I was lucky enough to escape part of the British winter in Lanzarote, where – apart from cavorting in the ocean and marvelling at the inspirational volcanic scenery – I discovered aloe vera products. Though I have been aware of them for decades, and have been present at more than one hard-sell presentation, I have always followed my instinctive distrust of anything touted as a “wonder product” and shied away. This time, curiosity got the better of me. I bought a jar of aloe vera skin cream in a supermarket.
It’s difficult to describe my reaction after I first applied the cream. I’m going to sound like one of those presenters I so distrusted. The light-green cream is soft, smells good, looks good, and makes your skin feel good in seconds. I was an instant convert.
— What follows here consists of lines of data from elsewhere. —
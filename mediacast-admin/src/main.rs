//! Mediacast admin service - main entry point
//!
//! HTTP admin surface for the mediacast CMS: podcast CRUD, thumbnail
//! upload/resize, and storage backend configuration.

use anyhow::{Context, Result};
use clap::Parser;
use mediacast_admin::api;
use mediacast_admin::config::Config;
use tracing::info;
use tracing_subscriber::{layer::SubscriberExt, util::SubscriberInitExt};

/// Command-line arguments for mediacast-admin
#[derive(Parser, Debug)]
#[command(name = "mediacast-admin")]
#[command(about = "Admin service for the mediacast CMS")]
#[command(version)]
struct Args {
    /// Port to listen on
    #[arg(short, long, default_value = "5760", env = "MEDIACAST_ADMIN_PORT")]
    port: u16,

    /// Data folder holding the database and generated images
    #[arg(short, long, env = "MEDIACAST_DATA_DIR")]
    data_dir: Option<String>,
}

#[tokio::main]
async fn main() -> Result<()> {
    // Initialize tracing
    tracing_subscriber::registry()
        .with(
            tracing_subscriber::EnvFilter::try_from_default_env()
                .unwrap_or_else(|_| "mediacast_admin=debug,tower_http=debug".into()),
        )
        .with(tracing_subscriber::fmt::layer())
        .init();

    // Parse command-line arguments
    let args = Args::parse();

    let data_dir = mediacast_common::config::resolve_data_dir(
        args.data_dir.as_deref(),
        "MEDIACAST_DATA_DIR",
    )
    .context("Failed to resolve data folder")?;

    let config = Config::new(args.port, data_dir);

    info!("Starting mediacast admin service on port {}", config.port);
    info!("Data folder: {}", config.data_dir.display());

    // Open database, creating schema on first run
    let db_pool = mediacast_common::db::init_database(&config.db_path)
        .await
        .context("Failed to initialize database")?;
    mediacast_common::db::run_migrations(&db_pool)
        .await
        .context("Failed to run database migrations")?;

    // Make sure the thumbnail target directory exists before the first upload
    std::fs::create_dir_all(config.images_dir().join("podcasts"))
        .context("Failed to create images folder")?;

    // Empty token means authentication disabled
    let admin_token = mediacast_common::db::settings::get_admin_token(&db_pool)
        .await
        .context("Failed to load admin token")?;
    if admin_token.is_empty() {
        info!("Admin authentication disabled (no admin_token setting)");
    }

    api::server::run(config, db_pool, admin_token)
        .await
        .context("Server error")?;

    info!("Server shutdown complete");
    Ok(())
}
Being something of an obsessive, I wanted to find out all I could about this plant. I spent an hour on the internet, and it was a tumultuous ride. Within ten minutes, I had found one article that claimed aloe vera can cause cancer, and another that claimed it can cure it. Huh? Time to scratch one’s head and google on.
I found diagrams of the plant and looked at cross sections. There’s a hard outer layer, aloe rind; then aloe latex, which contains aloin – a sap-like, yellow layer attached to the inside of the rind; and then a sticky, colourless gel beneath. Some aloe products use the whole leaf, though most use only the gel.
It turns out that aloin can be harmful. It can cause stomach upsets and diarrhoea. If you ingest it in large quantities, you increase the risk of developing cancer of the large intestine. (Source: Toxicological Sciences; sorry, I couldn’t find which issue.)
Aloe gel contains zero aloin and thus carries no cancer risk. It has myriad active compounds, including amino acids, vitamins, minerals, enzyes, polysaccharides, and many more. There are numerous reports of its soothing and healing properties for anything from bee stings and sunburn to eczema and psoriasis. (Some manufacturers’ claims are, however, truly outrageous and wouldn’t get past trades description law in the UK.)
Unsurprisingly, no article could offer proof that it can cure cancer. However, prevention and treatment are a different matter. Aloe vera gel, when processed, can be taken internally (e.g. in smoothies) as well as externally. If aloe vera is used in conjunction with other health-promoting foods (tomatoes, broccoli, garlic, etc.) and as part of a healthy lifestyle, it can be argued that it helps to prevent cancer. It is also widely used to alleviate the side effects of radiotherapy.
What conclusions can we draw? Firstly, that the initial contradiction – that aloe vera can both cause and cure cancer – is, with near-certainty, doubly false: it does neither. Secondly, that the plant can have both positive and negative effects – and the positives outweigh the negatives. Thirdly, that you need to dig below the surface to find the truth.
These experiences reopened for me the topic of contradictions in storytelling, partly in connection with plot but more in connection with character, and that is what I will deal with in Part Two tomorrow.
(Footnote: For a small tub, you can pay anything from 3 euros to 27 euros. Cheaper versions contain ingredients such as glycerin, shea butter, and sweet almond oil. They also contain chemicals with ominous-sounding names like phenoxyethanol and ethyhexyl stearate. I opted for the cheaper versions and have so far experienced no side effects.)